If you repaid student loans last year, you may be eligible for the student loan interest deduction. Here’s how to claim the deduction:
- Get a student loan interest statement. If your interest payment was over $600, your student loan servicer will automatically send you Form 1098-E, a student loan interest statement.
- Contact your servicer if you paid less than $600. You can still deduct interest if you paid less than $600. You'll just need to ask your servicer or access your online account to get the exact amount.
- Calculate your deduction. Use the IRS’s student loan deduction worksheet to calculate your deduction. You’ll need this amount to complete your tax paperwork.
What's the impact of filing jointly or separately with student loans?
With student loans, your tax filing status mainly affects your income-driven repayment plan, if you have one. Income-driven repayment plans use the adjusted gross income listed on your taxes to determine your monthly payments.
If you file as single or head of household, your payments will be based on your income alone. If you’re married, then filing jointly or separately can increase or decrease your student loan payments.
- Married filing separately: Most income-driven repayment plans will consider only your income to calculate payments if you file separately.
- Married filing jointly: You’ll pay more than if you filed separately because payments will be based on two incomes instead of one.
- Married filing jointly, and your spouse has federal student loans: This changes the income-driven repayment calculation, as the Department of Education will account for your spouse’s federal debt when calculating your payment. Its math doesn't factor in private student loan debt.

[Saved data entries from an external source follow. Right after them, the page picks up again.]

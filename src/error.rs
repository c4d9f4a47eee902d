use thiserror::Error;

// ═══════════════════════════════════════════════════════════════════════════════
// ERROR CODES
// ═══════════════════════════════════════════════════════════════════════════════

pub const ERR_PARSE: &str = "ESM-ERR-PARSE-001";
pub const ERR_SOURCE_TYPE: &str = "ESM-ERR-SOURCE-002";
pub const ERR_MALFORMED_TREE: &str = "ESM-ERR-TREE-003";
pub const ERR_OVERLAPPING_EDIT: &str = "ESM-ERR-EDIT-004";
pub const ERR_FROZEN_BINDINGS: &str = "ESM-ERR-BINDING-005";
pub const ERR_OPTIONS: &str = "ESM-ERR-OPTIONS-006";

fn get_guarantee(code: &str) -> &'static str {
    match code {
        ERR_PARSE => "Only syntactically valid modules are rewritten.",
        ERR_SOURCE_TYPE => "Input is plain JavaScript (optionally JSX); types are never stripped.",
        ERR_MALFORMED_TREE => "Every import/export node has the shape its kind requires.",
        ERR_OVERLAPPING_EDIT => "Text edits never overlap; each source byte is rewritten at most once.",
        ERR_FROZEN_BINDINGS => "The binding table is complete before any reference is rewritten.",
        ERR_OPTIONS => "Options are a JSON object with string-valued keys.",
        _ => "Unknown invariant.",
    }
}

// ═══════════════════════════════════════════════════════════════════════════════
// REWRITE ERROR
// ═══════════════════════════════════════════════════════════════════════════════

/// Everything that can stop a module from being rewritten.
///
/// Unresolvable specifiers, missing exports and circular imports are not
/// here: they surface at module-evaluation time inside the runtime loader.
#[derive(Debug, Error)]
pub enum RewriteError {
    #[error("failed to parse {file}: {}", .messages.join("; "))]
    Parse { file: String, messages: Vec<String> },

    #[error("unsupported source type for {file}: {reason}")]
    SourceType { file: String, reason: String },

    #[error("malformed syntax tree at offset {offset}: {message}")]
    MalformedTree { message: String, offset: u32 },

    #[error("edit [{start}, {end}) overlaps an earlier edit ending at {previous_end}")]
    OverlappingEdit { start: u32, end: u32, previous_end: u32 },

    #[error("cannot add binding \"{0}\" after the binding table is frozen")]
    FrozenBindings(String),

    #[error("invalid options: {0}")]
    Options(#[from] serde_json::Error),
}

impl RewriteError {
    pub fn code(&self) -> &'static str {
        match self {
            RewriteError::Parse { .. } => ERR_PARSE,
            RewriteError::SourceType { .. } => ERR_SOURCE_TYPE,
            RewriteError::MalformedTree { .. } => ERR_MALFORMED_TREE,
            RewriteError::OverlappingEdit { .. } => ERR_OVERLAPPING_EDIT,
            RewriteError::FrozenBindings(_) => ERR_FROZEN_BINDINGS,
            RewriteError::Options(_) => ERR_OPTIONS,
        }
    }

    /// The invariant the failed check protects, for user-facing reports.
    pub fn guarantee(&self) -> &'static str {
        get_guarantee(self.code())
    }

    pub fn malformed(message: impl Into<String>, offset: u32) -> Self {
        RewriteError::MalformedTree {
            message: message.into(),
            offset,
        }
    }
}

pub type RewriteResult<T> = Result<T, RewriteError>;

Filing separately could save you money in student loan payments each month, but it may not make up for a smaller tax refund. For 2024, married couples who file jointly are eligible for a standard deduction of $29,200, compared with $14,600 for those who file separately. Filing separately also disqualifies you for certain tax breaks, including the student loan interest deduction and education credits.
Do I qualify for education tax breaks?
If you paid for education expenses in the past year, you might qualify for an education tax credit. You can choose from either the American Opportunity Tax Credit or the Lifetime Learning Credit.

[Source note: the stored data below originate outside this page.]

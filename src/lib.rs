//! # ESM Rewrite Engine
//!
//! Rewrites the static module syntax of one ES module into calls against a
//! runtime loader, so the module can be evaluated as a plain async function
//! body.
//!
//! ## Output Shape
//!
//! 1. **Imports**: `import { ref } from 'vue'` becomes
//!    `const __esm_import_0__ = await __esm_import__("vue");` and every use of
//!    `ref` becomes `__esm_import_0__.ref`.
//!
//! 2. **Exports**: every exported name is registered as a live getter on the
//!    exports object with `Object.defineProperty`. `export *` calls the
//!    export-all helper with the source's alias.
//!
//! 3. **Shadowing**: a use is rewritten only when the nearest declaration of
//!    its name is the import itself. Parameters, `let`/`const`/`var`,
//!    function and class names, catch parameters and destructured bindings
//!    all shadow, for the whole scope they are declared in.
//!
//! 4. **Special forms**: `import(x)` and `import.meta` go to their runtime
//!    keys; a class declaration extending an import gets a local constant
//!    hoisted in front of it.
//!
//! Rewrites are recorded as span edits against the original text and applied
//! once, so untouched code keeps its exact formatting.

mod bindings;
mod context;
mod edits;
mod error;
mod exports;
mod imports;
mod options;
mod parse;
mod renamer;
mod scope;
mod special;
mod transform;

#[cfg(test)]
mod shadowing_tests;

pub use bindings::{AccessPath, BindingTable, ImportRecord};
pub use edits::{Edit, EditList};
pub use error::*;
pub use options::RewriteOptions;
pub use parse::{parse_module, source_type_for};
pub use scope::{DeclarationKind, Resolution, ScopeTree};
pub use transform::{
    transform_batch, transform_module, transform_modules, BatchEntry, BatchError, ModuleSource,
    TransformOutput,
};

#[cfg(feature = "napi")]
pub use transform::{transform_esm_batch_native, transform_esm_native};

The American Opportunity Tax Credit allows you to claim up to $2,500 while the maximum for the Lifetime Learning Credit is $2,000.

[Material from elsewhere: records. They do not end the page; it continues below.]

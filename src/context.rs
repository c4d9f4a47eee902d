use crate::bindings::{string_literal, BindingTable};
use crate::edits::EditList;
use crate::error::RewriteResult;
use crate::options::RewriteOptions;

/// Everything one module rewrite accumulates. Built per call and dropped
/// with it; nothing here is shared between modules.
#[derive(Debug)]
pub struct RewriteContext<'s> {
    pub source: &'s str,
    pub options: &'s RewriteOptions,
    pub bindings: BindingTable,
    pub edits: EditList,
    pub dependencies: Vec<String>,
    pub dynamic_dependencies: Vec<String>,
    pub exports: Vec<String>,
}

impl<'s> RewriteContext<'s> {
    pub fn new(source: &'s str, options: &'s RewriteOptions) -> Self {
        RewriteContext {
            source,
            options,
            bindings: BindingTable::new(options),
            edits: EditList::new(),
            dependencies: Vec::new(),
            dynamic_dependencies: Vec::new(),
            exports: Vec::new(),
        }
    }

    pub fn add_dependency(&mut self, specifier: &str) {
        if !self.dependencies.iter().any(|d| d == specifier) {
            self.dependencies.push(specifier.to_string());
        }
    }

    pub fn add_dynamic_dependency(&mut self, specifier: &str) {
        if !self.dynamic_dependencies.iter().any(|d| d == specifier) {
            self.dynamic_dependencies.push(specifier.to_string());
        }
    }

    /// `const <alias> = await <importKey>("<source>");`
    pub fn import_statement(&self, alias: &str, source: &str) -> String {
        format!(
            "const {} = await {}({});",
            alias,
            self.options.import_key,
            string_literal(source)
        )
    }

    /// Whether the source text right before `end` is a `;`.
    pub fn ends_with_semicolon(&self, end: u32) -> bool {
        self.source
            .get(..end as usize)
            .is_some_and(|text| text.ends_with(';'))
    }

    pub fn slice(&self, start: u32, end: u32) -> &'s str {
        self.source
            .get(start as usize..end as usize)
            .unwrap_or_default()
    }

    pub fn finish(self) -> RewriteResult<String> {
        self.edits.apply(self.source)
    }
}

You can even qualify for one of these breaks if you paid for qualifying costs, like tuition and books, with a student loan. Your school will send you Form 1098-T, a tuition statement, to help you track qualified expense payments.
As with most tax-related topics, if your student loan situation seems complex, consider discussing your options with a tax professional. They can help you determine which combination of filing status, tax deductions and credits will save you the most money now and in the future.
You also may want to talk to a tax professional if you can’t afford your tax bill after student loan forgiveness. They may be able to help you reduce or avoid those charges, especially if it means your total liabilities are now more than your total assets.